E. coli K_EC180 was isolated from swine feces that were collected from a livestock farm in Haenam-gun, Jeollanam-do, Korea. E. coli K_EC180 was streaked to Luria-Bertani (LB) agar and incubated at 37°C for 24 h. The suspected colony in LB agar was inoculated into LB broth and incubated at 37°C for 24 h. To analyze the complete genome, the E. coli K_EC180 genome was sequenced by PacBio RS II (Pacific Biosciences, Menlo Park, CA, USA) at Insilicogen (Yongin, Korea) and Illumina NextSeq 500 (Illumina, San Diego, CA, USA) platform at LabGenomics (Seongnam, Korea). The genomic DNA of E. coli K_EC180 for PacBio and Illumina sequencing was extracted using the MagAttract HMW DNA Kit (QIAGEN), and NucleoSpin® Microbial DNA kit (TAKARA) according to the manufacturer’s instructions. Library preparation was conducted using SMRTbell™ Template Prep Kit 1.0 for Pacbio (Pacific Biosciences) and TruSeq DNA Sample Preparation Kit for Illumina (Illumina) according to the manufacturer’s instructions. PacBio sequencing yielded 1,131,537,370 base pairs and 145,423 long reads after filtering, and 9,199,306 paired-end reads with 1,389,095,206 bp were obtained with Illumina sequencing. De novo assembly was conducted using the hierarchical genome assembly process (HGAP v2.3.0) workflow (Chin et al., 2013) and polished using Quiver. Subsequently, Illumina NextSeq reads were aligned to the PacBio RSII assembly using Burrows-Wheeler Aligner (BWA)-MEM v0.7.17-r1188, and the errors were corrected by using Pilon version 1.23 (2, 3). The quality of genome assembly and the validaty of the final genome were assessed using Quality Assessment Tool for Genome Assemblies (QUAST) v5.0.2 and Benchmarking Universal Single-Copy Orthologs (BUSCO) v3.0.2 (4, 5). Open reading frames (ORFs) and RNA genes of E. coli K_EC180 were predicted and functionally annotated through rapid prokaryotic genome annotation (PROKKA) v1.14.5 (6) and Rapid Annotation using Subsystem Technology (RAST) v2.0 (7). The functional categorization and classification of all predicted ORFs were conducted using the RAST server-based SEED viewer and Clusters of Orthologous Groups (COG) – based EggNOG. The putative virulence factors and Antimicrobial resistance were described using BLAST according to the Virulence Factor Database (VFDB) (8). The whole genome of E. coli K_EC180 is composed of one circular chromosome (5,017,281 bp) with 50.4% of G+C content, 4,935 of coding sequence (CDS), 88 of tRNA, and 22 of rRNA genes.

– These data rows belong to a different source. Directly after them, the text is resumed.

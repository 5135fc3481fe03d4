//! Game state and level lifecycle
//!
//! Everything one simulation run owns lives here, including the seeded RNG,
//! so two states built from the same config and seed evolve identically.

use glam::Vec2;
use rand::SeedableRng;
use rand_pcg::Pcg32;

use super::combat::CombatResolver;
use super::entities::EntityManager;
use super::map::{CellularAutomataGenerator, GameMap};
use super::player::Player;
use super::spawn::{SpawnPlanner, SpawnSummary};
use crate::consts::*;
use crate::direction;
use crate::error::ContractViolation;
use crate::settings::SimConfig;

/// Current phase of a level
#[derive(Debug, Clone, Copy, PartialEq, Eq)]
pub enum LevelPhase {
    /// Enemies remain
    Playing,
    /// Every enemy is down and the exit portal is open
    Cleared,
}

/// Complete simulation state for one run
#[derive(Debug, Clone)]
pub struct GameState {
    /// Run seed for reproducibility
    pub seed: u64,
    pub config: SimConfig,
    /// Current level (1-based)
    pub level: u32,
    pub phase: LevelPhase,
    pub map: GameMap,
    pub player: Player,
    pub entities: EntityManager,
    pub combat: CombatResolver,
    pub spawner: SpawnPlanner,
    /// Exit portal, open once the level is cleared
    pub portal: Option<Vec2>,
    pub secrets_found: Vec<(i32, i32)>,
    pub score: u64,
    /// Simulation tick counter
    pub time_ticks: u64,
    pub(crate) rng: Pcg32,
}

impl GameState {
    /// Build the first level from a validated config
    pub fn new(config: SimConfig, seed: u64) -> Result<Self, ContractViolation> {
        config.validate()?;
        let mut rng = Pcg32::seed_from_u64(seed);
        let map = generate_map(&config, &mut rng)?;

        let (x, y, angle) = DEFAULT_PLAYER_SPAWN;
        let spawn = find_safe_spawn(&map, Vec2::new(x, y));
        let player = Player::new(spawn, angle);

        let mut state = Self {
            seed,
            level: config.start_level,
            phase: LevelPhase::Playing,
            map,
            player,
            entities: EntityManager::new(),
            combat: CombatResolver::new(),
            spawner: SpawnPlanner::new(config.start_level, config.difficulty),
            portal: None,
            secrets_found: Vec::new(),
            score: 0,
            time_ticks: 0,
            rng,
            config,
        };
        state.populate();
        log::info!(
            "New run: seed={} size={} difficulty={}",
            seed,
            state.config.map_size,
            state.config.difficulty.as_str()
        );
        Ok(state)
    }

    fn populate(&mut self) -> SpawnSummary {
        self.spawner
            .spawn_all(&self.map, self.player.pos, &mut self.entities, &mut self.rng)
    }

    /// Advance to the next level on a freshly generated map
    pub fn next_level(&mut self) -> Result<SpawnSummary, ContractViolation> {
        self.level += 1;
        self.map = generate_map(&self.config, &mut self.rng)?;
        self.entities.reset();

        let (x, y, angle) = DEFAULT_PLAYER_SPAWN;
        let spawn = find_safe_spawn(&self.map, Vec2::new(x, y));
        self.player.pos = spawn;
        self.player.angle = angle;
        self.player.spawn_pos = spawn;
        self.player.spawn_angle = angle;

        self.spawner = SpawnPlanner::new(self.level, self.config.difficulty);
        self.phase = LevelPhase::Playing;
        self.portal = None;
        self.secrets_found.clear();
        self.combat.last_death_pos = None;

        log::info!("Entering level {}", self.level);
        Ok(self.populate())
    }

    /// Credit kills, scaled by the live combo and difficulty
    pub(crate) fn award_kills(&mut self, kills: u32) {
        if kills == 0 {
            return;
        }
        let combo = self.combat.combo.max(1) as f32;
        let points = kills as f32 * KILL_SCORE as f32 * combo * self.config.difficulty.score_mult();
        self.score += points as u64;
    }

    /// Exit portal position: the last kill, or the nearest open spot around the player
    pub(crate) fn portal_position(&self) -> Vec2 {
        if let Some(pos) = self.combat.last_death_pos {
            return pos;
        }
        for r in 2..10 {
            for deg in (0..360).step_by(45) {
                let offset = direction((deg as f32).to_radians()) * r as f32;
                let cell = (self.player.pos + offset).floor();
                if !self.map.is_wall(cell.x, cell.y) {
                    return cell + Vec2::splat(0.5);
                }
            }
        }
        self.player.pos
    }
}

fn generate_map(config: &SimConfig, rng: &mut Pcg32) -> Result<GameMap, ContractViolation> {
    let generator =
        CellularAutomataGenerator::new(config.generator.wall_chance, config.generator.iterations);
    GameMap::new(config.map_size, &generator, rng)
}

/// Nearest open position around `base`, searching outward in rings
pub fn find_safe_spawn(map: &GameMap, base: Vec2) -> Vec2 {
    let limit = map.size() as f32 - 2.0;
    for attempt in 0..10 {
        let radius = (attempt * 2) as f32;
        for step in 0..8 {
            let test = base + direction(step as f32 * std::f32::consts::FRAC_PI_4) * radius;
            let inside = test.x >= 2.0 && test.x < limit && test.y >= 2.0 && test.y < limit;
            if inside && !map.is_wall(test.x, test.y) {
                return test;
            }
        }
    }

    match map.open_cells().first() {
        Some(&(x, y)) => Vec2::new(x as f32 + 0.5, y as f32 + 0.5),
        None => base,
    }
}
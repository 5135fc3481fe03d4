//! Pluggable base-terrain generators
//!
//! A generator fills a pre-allocated grid in place. Room overlay and
//! connectivity are applied afterwards by [`GameMap`](super::GameMap), so a
//! generator does not need to guarantee either.

use rand::{Rng, RngCore};

use super::Grid;
use crate::consts::*;

/// Strategy for filling a grid with walls and open cells
pub trait MapGenerator {
    fn generate(&self, grid: &mut Grid, rng: &mut dyn RngCore);
}

/// Cave-like terrain from random seeding plus majority-vote smoothing
#[derive(Debug, Clone, Copy, PartialEq)]
pub struct CellularAutomataGenerator {
    pub wall_chance: f32,
    pub iterations: u32,
}

impl Default for CellularAutomataGenerator {
    fn default() -> Self {
        Self {
            wall_chance: DEFAULT_WALL_CHANCE,
            iterations: DEFAULT_SMOOTHING_ITERATIONS,
        }
    }
}

impl CellularAutomataGenerator {
    pub fn new(wall_chance: f32, iterations: u32) -> Self {
        Self {
            wall_chance,
            iterations,
        }
    }

    fn seed_walls(&self, grid: &mut Grid, rng: &mut dyn RngCore) {
        let size = grid.size();
        for y in 0..size {
            for x in 0..size {
                let wall = rng.random::<f32>() < self.wall_chance;
                grid.set(x, y, if wall { WALL_GENERIC } else { 0 });
            }
        }
    }

    fn smooth(&self, grid: &mut Grid) {
        for _ in 0..self.iterations {
            let next = smooth_pass(grid);
            *grid = next;
        }
    }
}

impl MapGenerator for CellularAutomataGenerator {
    fn generate(&self, grid: &mut Grid, rng: &mut dyn RngCore) {
        self.seed_walls(grid, rng);
        set_borders(grid);
        self.smooth(grid);
    }
}

/// Border walls around an otherwise open grid
#[derive(Debug, Clone, Copy, Default)]
pub struct EmptyMapGenerator;

impl MapGenerator for EmptyMapGenerator {
    fn generate(&self, grid: &mut Grid, _rng: &mut dyn RngCore) {
        grid.fill(0);
        set_borders(grid);
    }
}

fn set_borders(grid: &mut Grid) {
    let size = grid.size();
    if size == 0 {
        return;
    }
    for i in 0..size {
        grid.set(i, 0, WALL_GENERIC);
        grid.set(i, size - 1, WALL_GENERIC);
        grid.set(0, i, WALL_GENERIC);
        grid.set(size - 1, i, WALL_GENERIC);
    }
}

/// Count walls among the 8 neighbours of an interior cell
fn count_wall_neighbors(grid: &Grid, x: usize, y: usize) -> u32 {
    let mut count = 0;
    for dy in [-1i32, 0, 1] {
        for dx in [-1i32, 0, 1] {
            if dx == 0 && dy == 0 {
                continue;
            }
            let nx = (x as i32 + dx) as usize;
            let ny = (y as i32 + dy) as usize;
            if grid.get(nx, ny) > 0 {
                count += 1;
            }
        }
    }
    count
}

/// One smoothing pass computed against a snapshot of `grid`
fn smooth_pass(grid: &Grid) -> Grid {
    let size = grid.size();
    let mut next = grid.clone();
    for y in 1..size.saturating_sub(1) {
        for x in 1..size.saturating_sub(1) {
            let walls = count_wall_neighbors(grid, x, y);
            if walls > 4 {
                next.set(x, y, WALL_GENERIC);
            } else if walls < 4 {
                next.set(x, y, 0);
            }
        }
    }
    next
}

The complete genome of E. coli K_EC180 contains the toxin genes encoding shiga-like toxin (stx2e subunit A and stx2e subunit B), which may cause diseases in humans by damaging small blood vessels in places such as the digestive tract, kidneys and central nervous system (9, 10). E. coli K-EC180 also possessed essC, escV, escR, escS, escV, and escJ genes which involved in a type III secretion system. In addition, there were fim (A to H) genes encoding Type I fimbriae. We summarized the general properties of the E. coli K_EC180’s complete genome in the Fig. 1 and Table 1.